JAKARTA – Asosiasi Bioagroinput Indonesia (ABI) melakukan studi evaluasi input teknologi budidaya padi pada lahan sulfat masam di area Penajam Paser Utara, Kalimantan Timur (4/9/2024). Teknologi yang dimaksud digunakan mengedepankan penyelenggaraan biostimulan, pupuk mikro majemuk, pembenah tanah, kemudian pestisida alami yang ramah lingkungan.

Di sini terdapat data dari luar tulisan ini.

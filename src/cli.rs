// src/cli.rs
// =============================================================================
// This file defines our command-line interface using the `clap` crate.
//
// Two subcommands:
//   lexicrawl crawl [SEED]   crawl outward from SEED (default: thesaurus)
//   lexicrawl word  [WORD]   extract a single word, no crawling
//
// Every crawl setting can also come from an environment variable, which is
// handy for scheduled runs:
//   LEXICRAWL_VOCABULARY_LIMIT, LEXICRAWL_REQUEST_DELAY_SECONDS,
//   LEXICRAWL_BASE_URL, LEXICRAWL_OUTPUT_DIR
// Command-line flags win over environment variables.
// =============================================================================

use crate::config::{DEFAULT_BASE_URL, DEFAULT_REQUEST_DELAY_SECONDS, DEFAULT_VOCABULARY_LIMIT};
use clap::{Args, Parser, Subcommand};
use std::path::PathBuf;

pub const DEFAULT_SEED: &str = "thesaurus";

#[derive(Parser, Debug)]
#[command(
    name = "lexicrawl",
    version = "0.1.0",
    about = "Crawl an online dictionary and save structured word entries as JSON",
    long_about = "lexicrawl visits dictionary pages breadth-first, starting from a seed word and \
                  following links to related words, and saves headwords, parts of speech, \
                  pronunciations, definitions and examples to <seed>_data.json."
)]
pub struct Cli {
    #[command(subcommand)]
    pub command: Commands,
}

#[derive(Subcommand, Debug)]
pub enum Commands {
    /// Crawl outward from a seed word and save every word found
    ///
    /// Example: lexicrawl crawl cat --vocabulary-limit 20
    Crawl {
        /// Word to start from
        #[arg(default_value = DEFAULT_SEED)]
        seed: String,

        /// Maximum number of distinct words to try
        #[arg(long, env = "LEXICRAWL_VOCABULARY_LIMIT", default_value_t = DEFAULT_VOCABULARY_LIMIT)]
        vocabulary_limit: usize,

        /// Seconds to wait between two requests
        #[arg(long, env = "LEXICRAWL_REQUEST_DELAY_SECONDS", default_value_t = DEFAULT_REQUEST_DELAY_SECONDS)]
        request_delay_seconds: f64,

        #[command(flatten)]
        output: OutputArgs,
    },

    /// Extract a single word's page without following links
    ///
    /// Example: lexicrawl word thesaurus
    Word {
        /// Word to look up
        #[arg(default_value = DEFAULT_SEED)]
        word: String,

        #[command(flatten)]
        output: OutputArgs,
    },
}

/// Where pages come from and where results go.
#[derive(Args, Debug)]
pub struct OutputArgs {
    /// Dictionary URL that word pages live under
    #[arg(long, env = "LEXICRAWL_BASE_URL", default_value = DEFAULT_BASE_URL)]
    pub base_url: String,

    /// Directory to write <word>_data.json into
    #[arg(long, env = "LEXICRAWL_OUTPUT_DIR", default_value = ".")]
    pub output_dir: PathBuf,
}

#[cfg(test)]
mod tests {
    use super::*;
    use clap::CommandFactory;

    #[test]
    fn test_cli_is_well_formed() {
        Cli::command().debug_assert();
    }

    #[test]
    fn test_crawl_defaults() {
        let cli = Cli::try_parse_from(["lexicrawl", "crawl"]).unwrap();
        match cli.command {
            Commands::Crawl {
                seed,
                vocabulary_limit,
                request_delay_seconds,
                output,
            } => {
                assert_eq!(seed, "thesaurus");
                assert_eq!(vocabulary_limit, 50);
                assert_eq!(request_delay_seconds, 1.0);
                assert_eq!(output.output_dir, PathBuf::from("."));
            }
            other => panic!("expected crawl, got {:?}", other),
        }
    }

    #[test]
    fn test_crawl_flags() {
        let cli = Cli::try_parse_from([
            "lexicrawl",
            "crawl",
            "cat",
            "--vocabulary-limit",
            "5",
            "--request-delay-seconds",
            "0.25",
            "--output-dir",
            "out",
        ])
        .unwrap();
        match cli.command {
            Commands::Crawl {
                seed,
                vocabulary_limit,
                request_delay_seconds,
                output,
            } => {
                assert_eq!(seed, "cat");
                assert_eq!(vocabulary_limit, 5);
                assert_eq!(request_delay_seconds, 0.25);
                assert_eq!(output.output_dir, PathBuf::from("out"));
            }
            other => panic!("expected crawl, got {:?}", other),
        }
    }

    #[test]
    fn test_word_subcommand() {
        let cli = Cli::try_parse_from(["lexicrawl", "word", "cat"]).unwrap();
        assert!(matches!(cli.command, Commands::Word { ref word, .. } if word == "cat"));
    }
}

Kegiatan ini merupakan upaya untuk menjawab tantangan besar di budidaya padi di tempat lahan sulfat masam yang tersebut dikenal dengan karakteristiknya yang tak menguntungkan, seperti zat hara yang rendah, pH tanah yang dimaksud sangat masam, dan juga tingginya zat pirit dan juga toksisitas aluminium (Al3+).
Acara ini dihadiri oleh Direktur Pupuk kemudian Pestisida, Direktorat Jenderal Prasarana dan juga Sarana Pertanian, Kepala Balai Pengujian Standar Instrumen Tanah juga Pupuk, Para pakar dari IPB University, Dosen Universitas Pertahanan, Himpunan Kerukunan Tani Indonesia (HKTI) juga undangan lainnya.
Direktur Pupuk lalu Pestisida, Dr. Drs. Jekvy Hendra, Msi mengatakan, pihaknya memperkuat kegiatan yang mana diselenggarakan oleh Asosiasi Bioagroinput Indonesia (ABI) untuk perbaikan lahan pertanian khususnya di dalam Kab. Penajam Paser Utara (PPU).
“Apapun yang mana dibutuhkan publik lalu petani kita akan memfasilitasi dengan cara perluasan lahan pertanian flora pangan untuk peningkatan produksi, sebagai langkah antisipasi ancaman darurat pangan,” kata Jekvy Hendra.
“Penggunaan teknologi ini (biostimulan, pupuk mikro majemuk, pembenah tanah, serta pestisida alami) dapat meningkatkan daya saing pertanian lokal dengan biaya yang mana lebih besar rendah lalu hasil yang mana lebih tinggi baik,” tambahnya.
Menurut data dari Badan Pusat Statistik (BPS) tahun 2022, produktivitas padi dalam Penajam Paser Utara tercatat hanya saja sekitar 2-3 ton per hektar. Angka ini sangat jauh di dalam bawah rata-rata produktivitas nasional, serta rendemen padi pada wilayah ini juga rendah, hanya sekali mencapai kurang dari 50%.
Rendahnya produktivitas ini mencerminkan betapa sulitnya kondisi pertanian pada lahan sulfat masam, ditambah lagi dengan serangan OPT yang mana tinggi.